(Saved entries)

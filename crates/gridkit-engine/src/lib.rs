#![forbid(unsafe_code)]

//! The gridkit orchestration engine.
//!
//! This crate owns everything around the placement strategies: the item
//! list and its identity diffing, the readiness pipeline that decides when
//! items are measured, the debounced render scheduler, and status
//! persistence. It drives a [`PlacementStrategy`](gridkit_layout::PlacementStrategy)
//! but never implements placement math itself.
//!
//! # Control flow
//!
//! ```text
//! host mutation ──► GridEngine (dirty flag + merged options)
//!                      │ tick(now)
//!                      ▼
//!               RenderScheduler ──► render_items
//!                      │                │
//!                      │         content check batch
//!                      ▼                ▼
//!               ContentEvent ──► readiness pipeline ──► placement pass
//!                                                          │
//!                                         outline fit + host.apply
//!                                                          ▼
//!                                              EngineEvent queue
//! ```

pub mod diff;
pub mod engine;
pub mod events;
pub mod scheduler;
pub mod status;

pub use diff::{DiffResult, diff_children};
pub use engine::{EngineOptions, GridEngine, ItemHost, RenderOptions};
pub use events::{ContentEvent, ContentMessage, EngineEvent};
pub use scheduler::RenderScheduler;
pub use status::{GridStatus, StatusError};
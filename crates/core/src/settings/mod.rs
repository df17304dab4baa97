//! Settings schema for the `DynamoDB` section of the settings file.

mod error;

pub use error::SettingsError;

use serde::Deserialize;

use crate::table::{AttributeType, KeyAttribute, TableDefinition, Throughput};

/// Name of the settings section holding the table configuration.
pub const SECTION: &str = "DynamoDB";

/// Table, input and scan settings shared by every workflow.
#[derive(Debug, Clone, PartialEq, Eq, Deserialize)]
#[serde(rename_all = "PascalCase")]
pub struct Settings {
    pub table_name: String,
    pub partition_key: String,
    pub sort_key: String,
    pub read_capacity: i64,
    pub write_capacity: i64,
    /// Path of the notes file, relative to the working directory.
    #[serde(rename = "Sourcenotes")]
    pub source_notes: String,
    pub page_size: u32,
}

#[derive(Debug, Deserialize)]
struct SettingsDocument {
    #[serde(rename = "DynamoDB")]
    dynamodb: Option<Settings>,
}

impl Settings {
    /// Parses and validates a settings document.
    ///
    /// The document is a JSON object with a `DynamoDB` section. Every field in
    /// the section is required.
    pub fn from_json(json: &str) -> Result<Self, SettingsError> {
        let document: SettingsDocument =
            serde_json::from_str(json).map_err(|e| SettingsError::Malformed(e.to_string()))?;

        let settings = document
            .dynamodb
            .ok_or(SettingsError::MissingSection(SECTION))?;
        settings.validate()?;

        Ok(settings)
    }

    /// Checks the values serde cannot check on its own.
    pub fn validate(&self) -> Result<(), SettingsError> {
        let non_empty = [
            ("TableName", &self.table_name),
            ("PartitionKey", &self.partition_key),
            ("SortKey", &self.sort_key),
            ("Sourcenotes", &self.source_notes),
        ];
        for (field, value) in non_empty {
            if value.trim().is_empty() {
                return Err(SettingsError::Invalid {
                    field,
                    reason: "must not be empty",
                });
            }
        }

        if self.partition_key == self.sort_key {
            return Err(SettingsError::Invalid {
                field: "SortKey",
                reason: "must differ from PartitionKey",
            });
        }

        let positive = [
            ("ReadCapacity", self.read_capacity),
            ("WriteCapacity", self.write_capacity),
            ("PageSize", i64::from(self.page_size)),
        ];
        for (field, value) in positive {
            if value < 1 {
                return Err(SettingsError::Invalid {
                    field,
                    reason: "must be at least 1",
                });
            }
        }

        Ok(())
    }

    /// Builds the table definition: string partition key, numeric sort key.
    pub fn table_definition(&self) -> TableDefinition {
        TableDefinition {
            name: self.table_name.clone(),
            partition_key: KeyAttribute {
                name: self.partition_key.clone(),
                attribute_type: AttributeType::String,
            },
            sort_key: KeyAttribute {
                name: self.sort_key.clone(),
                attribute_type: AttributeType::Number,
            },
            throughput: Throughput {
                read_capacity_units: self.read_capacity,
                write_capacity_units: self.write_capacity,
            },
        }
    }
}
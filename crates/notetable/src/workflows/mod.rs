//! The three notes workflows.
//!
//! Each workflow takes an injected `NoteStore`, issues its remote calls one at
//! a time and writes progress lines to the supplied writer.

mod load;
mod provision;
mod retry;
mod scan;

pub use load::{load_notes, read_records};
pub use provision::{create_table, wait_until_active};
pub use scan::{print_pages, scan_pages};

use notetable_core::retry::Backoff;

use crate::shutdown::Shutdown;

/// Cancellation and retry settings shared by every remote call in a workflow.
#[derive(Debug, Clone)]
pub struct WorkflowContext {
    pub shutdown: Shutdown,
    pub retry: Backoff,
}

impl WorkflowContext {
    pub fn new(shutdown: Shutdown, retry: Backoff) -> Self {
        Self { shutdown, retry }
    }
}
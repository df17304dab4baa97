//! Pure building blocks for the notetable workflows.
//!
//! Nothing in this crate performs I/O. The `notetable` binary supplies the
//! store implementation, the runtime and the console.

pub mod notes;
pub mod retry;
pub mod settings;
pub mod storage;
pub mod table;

What the task asks: All of the entries above must be output word for word.

The answer:
filename crates/gridkit-engine/src/lib.rs
#![forbid(unsafe_code)]

//! The gridkit orchestration engine.
//!
//! This crate owns everything around the placement strategies: the item
//! list and its identity diffing, the readiness pipeline that decides when
//! items are measured, the debounced render scheduler, and status
//! persistence. It drives a [`PlacementStrategy`](gridkit_layout::PlacementStrategy)
//! but never implements placement math itself.
//!
//! # Control flow
//!
//! ```text
//! host mutation ──► GridEngine (dirty flag + merged options)
//!                      │ tick(now)
//!                      ▼
//!               RenderScheduler ──► render_items
//!                      │                │
//!                      │         content check batch
//!                      ▼                ▼
//!               ContentEvent ──► readiness pipeline ──► placement pass
//!                                                          │
//!                                         outline fit + host.apply
//!                                                          ▼
//!                                              EngineEvent queue
//! ```

pub mod diff;
pub mod engine;
pub mod events;
pub mod scheduler;
pub mod status;

pub use diff::{DiffResult, diff_children};
pub use engine::{EngineOptions, GridEngine, ItemHost, RenderOptions};
pub use events::{ContentEvent, ContentMessage, EngineEvent};
pub use scheduler::RenderScheduler;
pub use status::{GridStatus, StatusError};
filename crates/core/src/settings/mod.rs
repository df17304dab4baa97
//! Settings schema for the `DynamoDB` section of the settings file.

mod error;

pub use error::SettingsError;

use serde::Deserialize;

use crate::table::{AttributeType, KeyAttribute, TableDefinition, Throughput};

/// Name of the settings section holding the table configuration.
pub const SECTION: &str = "DynamoDB";

/// Table, input and scan settings shared by every workflow.
#[derive(Debug, Clone, PartialEq, Eq, Deserialize)]
#[serde(rename_all = "PascalCase")]
pub struct Settings {
    pub table_name: String,
    pub partition_key: String,
    pub sort_key: String,
    pub read_capacity: i64,
    pub write_capacity: i64,
    /// Path of the notes file, relative to the working directory.
    #[serde(rename = "Sourcenotes")]
    pub source_notes: String,
    pub page_size: u32,
}

#[derive(Debug, Deserialize)]
struct SettingsDocument {
    #[serde(rename = "DynamoDB")]
    dynamodb: Option<Settings>,
}

impl Settings {
    /// Parses and validates a settings document.
    ///
    /// The document is a JSON object with a `DynamoDB` section. Every field in
    /// the section is required.
    pub fn from_json(json: &str) -> Result<Self, SettingsError> {
        let document: SettingsDocument =
            serde_json::from_str(json).map_err(|e| SettingsError::Malformed(e.to_string()))?;

        let settings = document
            .dynamodb
            .ok_or(SettingsError::MissingSection(SECTION))?;
        settings.validate()?;

        Ok(settings)
    }

    /// Checks the values serde cannot check on its own.
    pub fn validate(&self) -> Result<(), SettingsError> {
        let non_empty = [
            ("TableName", &self.table_name),
            ("PartitionKey", &self.partition_key),
            ("SortKey", &self.sort_key),
            ("Sourcenotes", &self.source_notes),
        ];
        for (field, value) in non_empty {
            if value.trim().is_empty() {
                return Err(SettingsError::Invalid {
                    field,
                    reason: "must not be empty",
                });
            }
        }

        if self.partition_key == self.sort_key {
            return Err(SettingsError::Invalid {
                field: "SortKey",
                reason: "must differ from PartitionKey",
            });
        }

        let positive = [
            ("ReadCapacity", self.read_capacity),
            ("WriteCapacity", self.write_capacity),
            ("PageSize", i64::from(self.page_size)),
        ];
        for (field, value) in positive {
            if value < 1 {
                return Err(SettingsError::Invalid {
                    field,
                    reason: "must be at least 1",
                });
            }
        }

        Ok(())
    }

    /// Builds the table definition: string partition key, numeric sort key.
    pub fn table_definition(&self) -> TableDefinition {
        TableDefinition {
            name: self.table_name.clone(),
            partition_key: KeyAttribute {
                name: self.partition_key.clone(),
                attribute_type: AttributeType::String,
            },
            sort_key: KeyAttribute {
                name: self.sort_key.clone(),
                attribute_type: AttributeType::Number,
            },
            throughput: Throughput {
                read_capacity_units: self.read_capacity,
                write_capacity_units: self.write_capacity,
            },
        }
    }
}
filename crates/notetable/src/workflows/mod.rs
//! The three notes workflows.
//!
//! Each workflow takes an injected `NoteStore`, issues its remote calls one at
//! a time and writes progress lines to the supplied writer.

mod load;
mod provision;
mod retry;
mod scan;

pub use load::{load_notes, read_records};
pub use provision::{create_table, wait_until_active};
pub use scan::{print_pages, scan_pages};

use notetable_core::retry::Backoff;

use crate::shutdown::Shutdown;

/// Cancellation and retry settings shared by every remote call in a workflow.
#[derive(Debug, Clone)]
pub struct WorkflowContext {
    pub shutdown: Shutdown,
    pub retry: Backoff,
}

impl WorkflowContext {
    pub fn new(shutdown: Shutdown, retry: Backoff) -> Self {
        Self { shutdown, retry }
    }
}
repository df17304dab4baa97
//! Pure building blocks for the notetable workflows.
//!
//! Nothing in this crate performs I/O. The `notetable` binary supplies the
//! store implementation, the runtime and the console.

pub mod notes;
pub mod retry;
pub mod settings;
pub mod storage;
pub mod table;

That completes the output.